### [Exercise goal]
Count, in the entries, the lines with "steps". Answer with the number only.

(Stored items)
⟨

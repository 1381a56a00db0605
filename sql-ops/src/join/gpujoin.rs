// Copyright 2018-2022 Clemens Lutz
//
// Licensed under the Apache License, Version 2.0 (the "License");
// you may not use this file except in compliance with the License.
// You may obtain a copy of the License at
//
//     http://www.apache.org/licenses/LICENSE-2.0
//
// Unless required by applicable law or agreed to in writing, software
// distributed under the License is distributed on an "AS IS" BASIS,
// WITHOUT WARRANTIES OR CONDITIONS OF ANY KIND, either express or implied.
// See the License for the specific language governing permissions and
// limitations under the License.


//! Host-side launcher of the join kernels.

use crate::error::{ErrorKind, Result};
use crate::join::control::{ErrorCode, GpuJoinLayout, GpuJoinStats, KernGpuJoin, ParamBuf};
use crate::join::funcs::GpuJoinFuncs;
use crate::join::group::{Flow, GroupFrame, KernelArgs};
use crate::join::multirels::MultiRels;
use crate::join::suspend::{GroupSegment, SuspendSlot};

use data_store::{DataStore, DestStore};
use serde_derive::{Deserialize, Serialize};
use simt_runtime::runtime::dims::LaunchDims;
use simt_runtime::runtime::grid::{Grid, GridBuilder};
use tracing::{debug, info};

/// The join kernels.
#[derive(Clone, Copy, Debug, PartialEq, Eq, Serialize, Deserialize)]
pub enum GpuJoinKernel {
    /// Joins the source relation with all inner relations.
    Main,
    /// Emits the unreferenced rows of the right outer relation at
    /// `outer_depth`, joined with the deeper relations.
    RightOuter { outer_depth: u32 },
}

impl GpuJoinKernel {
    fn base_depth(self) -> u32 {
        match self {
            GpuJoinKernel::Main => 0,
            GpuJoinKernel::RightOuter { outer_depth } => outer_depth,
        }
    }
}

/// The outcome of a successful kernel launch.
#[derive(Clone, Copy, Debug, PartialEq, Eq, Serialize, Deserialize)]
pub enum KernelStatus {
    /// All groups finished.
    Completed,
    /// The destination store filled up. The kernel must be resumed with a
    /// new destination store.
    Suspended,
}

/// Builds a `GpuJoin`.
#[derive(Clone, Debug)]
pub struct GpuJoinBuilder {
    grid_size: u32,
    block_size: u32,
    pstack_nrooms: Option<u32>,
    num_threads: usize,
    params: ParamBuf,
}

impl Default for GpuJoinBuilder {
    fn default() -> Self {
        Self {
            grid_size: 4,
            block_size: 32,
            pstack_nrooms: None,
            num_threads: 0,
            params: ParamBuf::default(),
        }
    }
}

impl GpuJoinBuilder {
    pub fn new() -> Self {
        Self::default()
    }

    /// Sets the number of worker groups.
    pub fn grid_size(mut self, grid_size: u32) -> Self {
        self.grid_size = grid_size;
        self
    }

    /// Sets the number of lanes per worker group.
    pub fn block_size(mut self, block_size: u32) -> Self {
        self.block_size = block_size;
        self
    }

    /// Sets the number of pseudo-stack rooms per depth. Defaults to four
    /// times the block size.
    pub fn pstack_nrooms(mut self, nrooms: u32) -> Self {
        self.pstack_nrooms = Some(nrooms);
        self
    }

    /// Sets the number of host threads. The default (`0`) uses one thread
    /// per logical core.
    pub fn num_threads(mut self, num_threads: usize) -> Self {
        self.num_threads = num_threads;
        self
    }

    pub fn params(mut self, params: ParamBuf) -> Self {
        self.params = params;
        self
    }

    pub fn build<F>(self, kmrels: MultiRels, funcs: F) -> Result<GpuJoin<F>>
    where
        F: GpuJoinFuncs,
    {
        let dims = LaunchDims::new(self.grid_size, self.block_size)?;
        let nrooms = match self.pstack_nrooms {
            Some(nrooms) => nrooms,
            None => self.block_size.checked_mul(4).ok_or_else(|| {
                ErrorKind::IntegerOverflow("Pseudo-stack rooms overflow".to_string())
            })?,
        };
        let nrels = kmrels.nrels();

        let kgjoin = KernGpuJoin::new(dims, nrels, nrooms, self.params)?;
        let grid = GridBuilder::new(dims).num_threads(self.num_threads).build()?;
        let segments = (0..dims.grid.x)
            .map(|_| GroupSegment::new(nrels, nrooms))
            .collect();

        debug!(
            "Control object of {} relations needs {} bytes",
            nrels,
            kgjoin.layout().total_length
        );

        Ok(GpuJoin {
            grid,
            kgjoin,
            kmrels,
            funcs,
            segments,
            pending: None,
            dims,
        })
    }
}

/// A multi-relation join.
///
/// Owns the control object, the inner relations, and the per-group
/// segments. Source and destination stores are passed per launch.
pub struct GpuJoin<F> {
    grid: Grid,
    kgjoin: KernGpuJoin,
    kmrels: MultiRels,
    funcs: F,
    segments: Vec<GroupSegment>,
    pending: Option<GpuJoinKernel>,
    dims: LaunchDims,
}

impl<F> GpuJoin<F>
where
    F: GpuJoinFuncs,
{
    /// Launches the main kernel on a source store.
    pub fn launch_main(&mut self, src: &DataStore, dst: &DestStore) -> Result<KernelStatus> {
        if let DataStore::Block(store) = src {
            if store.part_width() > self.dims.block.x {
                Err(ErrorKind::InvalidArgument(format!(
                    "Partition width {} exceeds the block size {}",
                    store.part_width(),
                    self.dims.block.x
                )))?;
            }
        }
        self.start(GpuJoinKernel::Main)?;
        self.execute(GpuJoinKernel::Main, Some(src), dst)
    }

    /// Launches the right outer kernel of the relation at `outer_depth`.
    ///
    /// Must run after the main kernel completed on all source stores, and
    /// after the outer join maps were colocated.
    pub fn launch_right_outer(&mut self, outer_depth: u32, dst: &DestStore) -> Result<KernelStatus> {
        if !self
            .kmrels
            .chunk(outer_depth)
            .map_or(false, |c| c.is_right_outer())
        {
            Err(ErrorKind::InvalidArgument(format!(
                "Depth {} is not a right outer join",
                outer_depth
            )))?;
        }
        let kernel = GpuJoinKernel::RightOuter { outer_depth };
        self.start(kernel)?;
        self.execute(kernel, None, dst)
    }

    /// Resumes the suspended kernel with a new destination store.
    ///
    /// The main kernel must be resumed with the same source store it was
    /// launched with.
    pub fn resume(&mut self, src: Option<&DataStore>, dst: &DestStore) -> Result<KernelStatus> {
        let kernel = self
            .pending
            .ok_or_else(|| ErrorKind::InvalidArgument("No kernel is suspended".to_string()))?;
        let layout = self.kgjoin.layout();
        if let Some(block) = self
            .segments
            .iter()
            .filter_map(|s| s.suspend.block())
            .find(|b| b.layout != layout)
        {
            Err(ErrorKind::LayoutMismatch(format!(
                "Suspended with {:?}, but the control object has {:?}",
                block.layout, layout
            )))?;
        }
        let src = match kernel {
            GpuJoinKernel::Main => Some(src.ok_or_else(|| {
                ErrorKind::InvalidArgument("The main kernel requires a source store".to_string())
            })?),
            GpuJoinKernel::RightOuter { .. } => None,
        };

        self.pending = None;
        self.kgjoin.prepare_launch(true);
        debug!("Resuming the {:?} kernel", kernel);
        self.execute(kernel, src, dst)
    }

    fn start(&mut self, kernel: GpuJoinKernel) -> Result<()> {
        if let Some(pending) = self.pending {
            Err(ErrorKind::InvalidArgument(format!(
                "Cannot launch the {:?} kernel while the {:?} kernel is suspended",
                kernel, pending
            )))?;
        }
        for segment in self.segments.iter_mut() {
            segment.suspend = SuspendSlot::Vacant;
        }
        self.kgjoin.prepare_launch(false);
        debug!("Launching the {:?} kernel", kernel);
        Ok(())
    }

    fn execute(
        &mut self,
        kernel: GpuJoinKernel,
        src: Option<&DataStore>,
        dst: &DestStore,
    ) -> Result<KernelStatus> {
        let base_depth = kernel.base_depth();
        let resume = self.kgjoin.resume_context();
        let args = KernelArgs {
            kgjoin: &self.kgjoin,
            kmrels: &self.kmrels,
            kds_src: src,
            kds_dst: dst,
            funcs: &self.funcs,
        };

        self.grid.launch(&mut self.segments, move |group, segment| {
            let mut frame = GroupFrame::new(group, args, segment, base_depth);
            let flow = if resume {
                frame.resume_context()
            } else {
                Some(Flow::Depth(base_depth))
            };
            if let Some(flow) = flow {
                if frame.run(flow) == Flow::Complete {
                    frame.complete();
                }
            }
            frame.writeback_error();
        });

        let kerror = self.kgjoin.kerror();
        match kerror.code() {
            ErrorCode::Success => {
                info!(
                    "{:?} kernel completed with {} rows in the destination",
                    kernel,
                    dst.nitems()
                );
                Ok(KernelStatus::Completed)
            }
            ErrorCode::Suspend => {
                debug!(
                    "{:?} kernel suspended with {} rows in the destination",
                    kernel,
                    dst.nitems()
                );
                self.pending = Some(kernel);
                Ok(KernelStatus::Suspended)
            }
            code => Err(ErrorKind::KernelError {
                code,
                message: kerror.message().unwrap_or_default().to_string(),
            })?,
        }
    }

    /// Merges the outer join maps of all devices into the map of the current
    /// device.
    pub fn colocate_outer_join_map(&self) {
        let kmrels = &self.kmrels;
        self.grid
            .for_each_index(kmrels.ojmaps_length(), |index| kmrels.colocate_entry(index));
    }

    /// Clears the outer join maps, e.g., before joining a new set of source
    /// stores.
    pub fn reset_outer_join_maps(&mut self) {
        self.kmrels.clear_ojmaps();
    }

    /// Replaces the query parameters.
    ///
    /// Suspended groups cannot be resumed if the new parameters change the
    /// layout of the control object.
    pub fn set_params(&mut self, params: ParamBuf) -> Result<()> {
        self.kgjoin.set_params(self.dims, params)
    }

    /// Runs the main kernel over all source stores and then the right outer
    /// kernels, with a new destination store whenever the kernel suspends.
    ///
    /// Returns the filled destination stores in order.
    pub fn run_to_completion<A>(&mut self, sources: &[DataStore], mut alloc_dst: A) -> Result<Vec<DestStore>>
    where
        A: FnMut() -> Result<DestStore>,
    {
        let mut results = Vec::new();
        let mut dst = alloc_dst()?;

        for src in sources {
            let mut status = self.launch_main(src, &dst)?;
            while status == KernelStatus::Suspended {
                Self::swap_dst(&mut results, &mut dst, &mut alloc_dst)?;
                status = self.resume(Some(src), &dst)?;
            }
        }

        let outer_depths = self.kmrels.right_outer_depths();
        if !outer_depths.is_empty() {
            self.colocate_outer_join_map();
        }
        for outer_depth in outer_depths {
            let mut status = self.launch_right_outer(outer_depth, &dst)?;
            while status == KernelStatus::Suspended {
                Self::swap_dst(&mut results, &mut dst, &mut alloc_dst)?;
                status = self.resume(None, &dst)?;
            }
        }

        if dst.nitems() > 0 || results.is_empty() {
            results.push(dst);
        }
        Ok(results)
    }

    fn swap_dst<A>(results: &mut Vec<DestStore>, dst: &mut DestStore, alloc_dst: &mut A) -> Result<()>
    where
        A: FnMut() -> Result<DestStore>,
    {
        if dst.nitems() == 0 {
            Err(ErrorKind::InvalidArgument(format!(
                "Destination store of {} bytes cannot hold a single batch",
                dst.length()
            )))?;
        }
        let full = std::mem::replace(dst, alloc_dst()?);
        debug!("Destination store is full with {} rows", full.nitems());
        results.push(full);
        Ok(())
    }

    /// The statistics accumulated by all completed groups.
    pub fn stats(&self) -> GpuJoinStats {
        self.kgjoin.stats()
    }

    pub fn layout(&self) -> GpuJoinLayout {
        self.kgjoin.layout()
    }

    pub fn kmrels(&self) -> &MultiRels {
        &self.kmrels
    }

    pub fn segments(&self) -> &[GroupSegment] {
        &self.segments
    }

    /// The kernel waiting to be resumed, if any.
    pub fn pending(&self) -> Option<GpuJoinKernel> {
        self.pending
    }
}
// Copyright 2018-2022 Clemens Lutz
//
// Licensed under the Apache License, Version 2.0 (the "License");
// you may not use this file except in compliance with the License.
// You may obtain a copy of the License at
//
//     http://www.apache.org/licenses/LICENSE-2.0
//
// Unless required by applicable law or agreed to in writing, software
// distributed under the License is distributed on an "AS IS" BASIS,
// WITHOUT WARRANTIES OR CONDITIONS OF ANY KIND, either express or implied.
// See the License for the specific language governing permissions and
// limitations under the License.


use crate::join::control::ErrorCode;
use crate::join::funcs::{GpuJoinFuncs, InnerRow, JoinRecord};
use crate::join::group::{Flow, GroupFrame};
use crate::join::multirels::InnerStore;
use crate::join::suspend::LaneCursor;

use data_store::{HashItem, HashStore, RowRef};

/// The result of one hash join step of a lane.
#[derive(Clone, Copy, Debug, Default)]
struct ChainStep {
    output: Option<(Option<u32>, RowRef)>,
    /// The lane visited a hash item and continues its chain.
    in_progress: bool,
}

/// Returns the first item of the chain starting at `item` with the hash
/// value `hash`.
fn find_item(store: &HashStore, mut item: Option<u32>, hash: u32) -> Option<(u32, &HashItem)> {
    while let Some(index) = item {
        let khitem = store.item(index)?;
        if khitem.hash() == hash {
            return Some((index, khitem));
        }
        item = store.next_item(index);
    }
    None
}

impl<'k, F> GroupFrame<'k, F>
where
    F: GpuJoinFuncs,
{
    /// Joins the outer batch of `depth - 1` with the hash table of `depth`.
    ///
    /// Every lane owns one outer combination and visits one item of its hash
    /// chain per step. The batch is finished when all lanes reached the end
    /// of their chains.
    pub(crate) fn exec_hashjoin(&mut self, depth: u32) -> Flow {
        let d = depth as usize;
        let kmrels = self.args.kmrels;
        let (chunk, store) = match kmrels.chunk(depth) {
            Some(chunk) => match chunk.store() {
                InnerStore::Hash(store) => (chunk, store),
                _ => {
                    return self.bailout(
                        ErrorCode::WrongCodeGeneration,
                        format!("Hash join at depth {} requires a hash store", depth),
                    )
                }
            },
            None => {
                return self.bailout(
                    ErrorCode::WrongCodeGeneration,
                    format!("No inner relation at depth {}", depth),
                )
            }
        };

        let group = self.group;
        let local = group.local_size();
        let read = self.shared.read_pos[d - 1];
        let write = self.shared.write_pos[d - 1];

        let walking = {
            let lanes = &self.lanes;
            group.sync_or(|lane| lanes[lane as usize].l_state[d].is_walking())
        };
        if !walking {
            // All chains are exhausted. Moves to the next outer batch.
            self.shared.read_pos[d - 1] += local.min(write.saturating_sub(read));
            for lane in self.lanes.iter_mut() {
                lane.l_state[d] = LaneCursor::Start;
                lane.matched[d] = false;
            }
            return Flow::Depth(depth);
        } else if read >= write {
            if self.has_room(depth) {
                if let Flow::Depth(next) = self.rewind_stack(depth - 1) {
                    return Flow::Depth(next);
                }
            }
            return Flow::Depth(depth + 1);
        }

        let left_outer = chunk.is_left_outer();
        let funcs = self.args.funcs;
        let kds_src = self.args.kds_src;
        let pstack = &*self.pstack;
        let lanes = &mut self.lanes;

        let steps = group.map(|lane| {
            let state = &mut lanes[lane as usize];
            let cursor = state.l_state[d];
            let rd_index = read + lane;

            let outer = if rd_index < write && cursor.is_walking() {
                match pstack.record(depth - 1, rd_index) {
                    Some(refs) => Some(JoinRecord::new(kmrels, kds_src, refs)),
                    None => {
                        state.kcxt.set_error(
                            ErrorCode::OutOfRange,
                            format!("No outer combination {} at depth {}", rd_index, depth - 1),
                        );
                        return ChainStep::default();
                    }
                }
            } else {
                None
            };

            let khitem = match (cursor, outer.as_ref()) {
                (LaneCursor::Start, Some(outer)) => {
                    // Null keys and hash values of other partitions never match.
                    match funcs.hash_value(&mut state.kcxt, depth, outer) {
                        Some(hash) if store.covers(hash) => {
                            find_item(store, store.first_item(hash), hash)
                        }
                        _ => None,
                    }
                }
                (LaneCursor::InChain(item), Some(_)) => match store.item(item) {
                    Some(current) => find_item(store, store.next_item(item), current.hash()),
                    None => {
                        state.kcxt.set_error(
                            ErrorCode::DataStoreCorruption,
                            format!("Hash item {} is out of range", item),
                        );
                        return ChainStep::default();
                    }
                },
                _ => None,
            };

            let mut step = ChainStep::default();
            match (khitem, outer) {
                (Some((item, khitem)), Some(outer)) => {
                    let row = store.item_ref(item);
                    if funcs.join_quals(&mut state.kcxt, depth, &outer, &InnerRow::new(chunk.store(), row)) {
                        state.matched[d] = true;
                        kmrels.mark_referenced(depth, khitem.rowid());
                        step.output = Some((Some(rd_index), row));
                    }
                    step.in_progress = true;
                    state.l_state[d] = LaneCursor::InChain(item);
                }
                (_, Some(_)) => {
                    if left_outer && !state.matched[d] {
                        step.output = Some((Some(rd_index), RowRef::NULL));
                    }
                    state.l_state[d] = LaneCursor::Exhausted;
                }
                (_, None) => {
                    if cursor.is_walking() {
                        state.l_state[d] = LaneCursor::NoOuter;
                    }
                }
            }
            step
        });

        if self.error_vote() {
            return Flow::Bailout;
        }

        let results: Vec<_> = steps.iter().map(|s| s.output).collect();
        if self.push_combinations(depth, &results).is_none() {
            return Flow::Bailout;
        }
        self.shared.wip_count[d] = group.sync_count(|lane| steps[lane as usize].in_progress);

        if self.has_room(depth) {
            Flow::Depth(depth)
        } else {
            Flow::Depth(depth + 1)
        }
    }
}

⟩
⟨

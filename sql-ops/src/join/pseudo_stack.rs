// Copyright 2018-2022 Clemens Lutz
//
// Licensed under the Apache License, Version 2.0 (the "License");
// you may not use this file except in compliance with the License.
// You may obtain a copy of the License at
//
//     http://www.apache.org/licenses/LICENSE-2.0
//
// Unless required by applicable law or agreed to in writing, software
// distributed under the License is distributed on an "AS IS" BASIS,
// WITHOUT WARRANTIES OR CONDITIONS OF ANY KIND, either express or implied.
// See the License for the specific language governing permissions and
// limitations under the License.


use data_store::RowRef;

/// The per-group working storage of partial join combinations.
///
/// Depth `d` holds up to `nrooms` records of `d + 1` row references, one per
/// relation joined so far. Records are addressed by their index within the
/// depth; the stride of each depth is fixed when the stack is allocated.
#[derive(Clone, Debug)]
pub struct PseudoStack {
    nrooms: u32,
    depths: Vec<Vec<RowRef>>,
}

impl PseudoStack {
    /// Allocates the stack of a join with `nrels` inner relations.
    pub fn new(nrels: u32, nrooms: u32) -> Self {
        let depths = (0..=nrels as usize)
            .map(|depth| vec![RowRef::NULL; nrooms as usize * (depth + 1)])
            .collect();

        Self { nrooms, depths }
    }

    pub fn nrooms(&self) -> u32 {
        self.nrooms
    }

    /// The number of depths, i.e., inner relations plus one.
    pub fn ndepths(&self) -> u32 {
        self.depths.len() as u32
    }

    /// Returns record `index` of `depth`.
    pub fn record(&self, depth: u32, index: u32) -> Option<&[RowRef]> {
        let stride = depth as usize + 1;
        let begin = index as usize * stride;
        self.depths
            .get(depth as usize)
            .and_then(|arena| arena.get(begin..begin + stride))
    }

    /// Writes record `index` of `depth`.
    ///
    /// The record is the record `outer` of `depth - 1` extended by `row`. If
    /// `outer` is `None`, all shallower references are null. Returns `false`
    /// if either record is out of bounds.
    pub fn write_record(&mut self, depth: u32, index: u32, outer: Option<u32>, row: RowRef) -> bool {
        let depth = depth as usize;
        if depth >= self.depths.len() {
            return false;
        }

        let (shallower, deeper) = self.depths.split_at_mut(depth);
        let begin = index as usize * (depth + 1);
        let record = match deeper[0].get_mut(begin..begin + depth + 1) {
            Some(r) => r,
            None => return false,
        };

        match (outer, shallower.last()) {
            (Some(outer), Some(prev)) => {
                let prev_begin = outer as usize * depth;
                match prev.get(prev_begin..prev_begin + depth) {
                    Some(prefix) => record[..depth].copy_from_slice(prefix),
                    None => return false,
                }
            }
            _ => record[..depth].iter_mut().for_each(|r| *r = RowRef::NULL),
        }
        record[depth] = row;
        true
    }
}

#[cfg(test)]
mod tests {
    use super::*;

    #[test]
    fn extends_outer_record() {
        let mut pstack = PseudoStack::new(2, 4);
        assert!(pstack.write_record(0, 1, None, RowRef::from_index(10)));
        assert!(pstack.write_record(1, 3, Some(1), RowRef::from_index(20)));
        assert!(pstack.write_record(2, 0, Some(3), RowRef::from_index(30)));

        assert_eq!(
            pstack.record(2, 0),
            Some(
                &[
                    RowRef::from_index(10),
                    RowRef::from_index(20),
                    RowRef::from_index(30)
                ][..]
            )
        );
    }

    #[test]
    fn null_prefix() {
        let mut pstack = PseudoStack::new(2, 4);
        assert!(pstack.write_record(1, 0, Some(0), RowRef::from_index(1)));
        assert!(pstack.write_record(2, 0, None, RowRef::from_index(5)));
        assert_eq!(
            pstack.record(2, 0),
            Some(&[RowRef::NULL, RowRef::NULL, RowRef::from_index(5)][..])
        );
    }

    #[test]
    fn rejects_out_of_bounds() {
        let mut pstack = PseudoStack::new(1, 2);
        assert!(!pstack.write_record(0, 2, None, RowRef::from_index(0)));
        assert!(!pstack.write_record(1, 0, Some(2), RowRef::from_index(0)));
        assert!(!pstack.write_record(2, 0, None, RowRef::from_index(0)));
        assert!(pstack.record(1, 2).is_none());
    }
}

⟩
⟨

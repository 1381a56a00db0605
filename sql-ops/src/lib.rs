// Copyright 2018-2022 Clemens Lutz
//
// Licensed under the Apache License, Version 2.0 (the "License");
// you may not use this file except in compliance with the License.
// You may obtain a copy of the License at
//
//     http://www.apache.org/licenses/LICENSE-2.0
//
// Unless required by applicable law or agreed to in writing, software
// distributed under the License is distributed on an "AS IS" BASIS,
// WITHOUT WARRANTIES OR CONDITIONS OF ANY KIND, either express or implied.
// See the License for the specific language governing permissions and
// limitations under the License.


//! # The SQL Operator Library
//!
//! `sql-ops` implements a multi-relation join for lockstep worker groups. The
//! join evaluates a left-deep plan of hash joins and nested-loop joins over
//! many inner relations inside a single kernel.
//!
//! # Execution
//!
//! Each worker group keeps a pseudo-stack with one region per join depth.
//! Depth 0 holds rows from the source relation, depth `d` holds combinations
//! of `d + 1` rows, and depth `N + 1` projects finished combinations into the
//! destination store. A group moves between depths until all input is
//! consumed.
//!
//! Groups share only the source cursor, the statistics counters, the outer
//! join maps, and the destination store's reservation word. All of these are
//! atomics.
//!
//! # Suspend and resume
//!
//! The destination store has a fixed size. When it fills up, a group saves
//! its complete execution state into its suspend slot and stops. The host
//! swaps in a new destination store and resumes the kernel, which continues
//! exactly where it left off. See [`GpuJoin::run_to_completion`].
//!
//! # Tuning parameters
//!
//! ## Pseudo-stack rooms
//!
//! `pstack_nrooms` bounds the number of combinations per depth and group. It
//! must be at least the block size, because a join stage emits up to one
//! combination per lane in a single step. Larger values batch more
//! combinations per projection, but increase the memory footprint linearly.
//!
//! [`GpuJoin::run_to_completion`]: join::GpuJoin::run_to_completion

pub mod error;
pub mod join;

⟩

### [Result for this exercise]
3